◆ **What is required**: The records that follow must be transcribed in full, without any change.

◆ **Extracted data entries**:
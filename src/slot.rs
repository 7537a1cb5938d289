use std::fmt;
use std::future::Future;
use std::pin::Pin;
use std::task::{Context, Poll};

use futures::future::{BoxFuture, FutureExt, Shared};
use tokio::sync::oneshot;

use crate::error::LoadError;

type SharedResult<T> = Shared<BoxFuture<'static, Result<T, LoadError>>>;

/// A single-assignment cell backing every caller that requested the same key in one batch.
///
/// The write side is a oneshot sender; the read side is a [`Shared`] receiver, so any number of
/// [`LoadFuture`]s can attach before or after the value is written.
pub(crate) struct Slot<T> {
    tx: oneshot::Sender<Result<T, LoadError>>,
    rx: SharedResult<T>,
}

impl<T> Slot<T>
where
    T: 'static + Clone + Send + Sync,
{
    pub fn new() -> Self {
        let (tx, rx) = oneshot::channel();
        let rx = rx.map(|received| received.unwrap_or(Err(LoadError::Abandoned))).boxed().shared();
        Self { tx, rx }
    }

    pub fn future(&self) -> LoadFuture<T> {
        LoadFuture { inner: self.rx.clone() }
    }

    pub fn resolve(self, value: Result<T, LoadError>) {
        let Slot { tx, rx } = self;
        if tx.send(value).is_err() {
            tracing::trace!("slot resolved with no remaining observers");
        }
        drop(rx);
    }
}

/// The future handed to each caller of `load`.
///
/// It completes once the batch its key belongs to has been executed by
/// [`LoadContext::drain`](crate::LoadContext::drain). Clones observe the same result.
#[must_use = "futures do nothing unless awaited"]
pub struct LoadFuture<T> {
    inner: SharedResult<T>,
}

impl<T> LoadFuture<T>
where
    T: 'static + Clone + Send + Sync,
{
    /// A future that is already failed with `err`.
    pub(crate) fn failed(err: LoadError) -> Self {
        let slot = Slot::new();
        let future = slot.future();
        slot.resolve(Err(err));
        future
    }
}

impl<T> Clone for LoadFuture<T> {
    fn clone(&self) -> Self {
        Self { inner: self.inner.clone() }
    }
}

impl<T> Future for LoadFuture<T>
where
    T: Clone,
{
    type Output = Result<T, LoadError>;

    fn poll(mut self: Pin<&mut Self>, cx: &mut Context<'_>) -> Poll<Self::Output> {
        Pin::new(&mut self.inner).poll(cx)
    }
}

impl<T> fmt::Debug for LoadFuture<T> {
    fn fmt(&self, f: &mut fmt::Formatter<'_>) -> fmt::Result {
        f.debug_struct("LoadFuture").finish_non_exhaustive()
    }
}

◆ **Response below**:
filename src/slot.rs
repository 7537a1cb5938d289
use std::fmt;
use std::future::Future;
use std::pin::Pin;
use std::task::{Context, Poll};

use futures::future::{BoxFuture, FutureExt, Shared};
use tokio::sync::oneshot;

use crate::error::LoadError;

type SharedResult<T> = Shared<BoxFuture<'static, Result<T, LoadError>>>;

/// A single-assignment cell backing every caller that requested the same key in one batch.
///
/// The write side is a oneshot sender; the read side is a [`Shared`] receiver, so any number of
/// [`LoadFuture`]s can attach before or after the value is written.
pub(crate) struct Slot<T> {
    tx: oneshot::Sender<Result<T, LoadError>>,
    rx: SharedResult<T>,
}

impl<T> Slot<T>
where
    T: 'static + Clone + Send + Sync,
{
    pub fn new() -> Self {
        let (tx, rx) = oneshot::channel();
        let rx = rx.map(|received| received.unwrap_or(Err(LoadError::Abandoned))).boxed().shared();
        Self { tx, rx }
    }

    pub fn future(&self) -> LoadFuture<T> {
        LoadFuture { inner: self.rx.clone() }
    }

    pub fn resolve(self, value: Result<T, LoadError>) {
        let Slot { tx, rx } = self;
        if tx.send(value).is_err() {
            tracing::trace!("slot resolved with no remaining observers");
        }
        drop(rx);
    }
}

/// The future handed to each caller of `load`.
///
/// It completes once the batch its key belongs to has been executed by
/// [`LoadContext::drain`](crate::LoadContext::drain). Clones observe the same result.
#[must_use = "futures do nothing unless awaited"]
pub struct LoadFuture<T> {
    inner: SharedResult<T>,
}

impl<T> LoadFuture<T>
where
    T: 'static + Clone + Send + Sync,
{
    /// A future that is already failed with `err`.
    pub(crate) fn failed(err: LoadError) -> Self {
        let slot = Slot::new();
        let future = slot.future();
        slot.resolve(Err(err));
        future
    }
}

impl<T> Clone for LoadFuture<T> {
    fn clone(&self) -> Self {
        Self { inner: self.inner.clone() }
    }
}

impl<T> Future for LoadFuture<T>
where
    T: Clone,
{
    type Output = Result<T, LoadError>;

    fn poll(mut self: Pin<&mut Self>, cx: &mut Context<'_>) -> Poll<Self::Output> {
        Pin::new(&mut self.inner).poll(cx)
    }
}

impl<T> fmt::Debug for LoadFuture<T> {
    fn fmt(&self, f: &mut fmt::Formatter<'_>) -> fmt::Result {
        f.debug_struct("LoadFuture").finish_non_exhaustive()
    }
}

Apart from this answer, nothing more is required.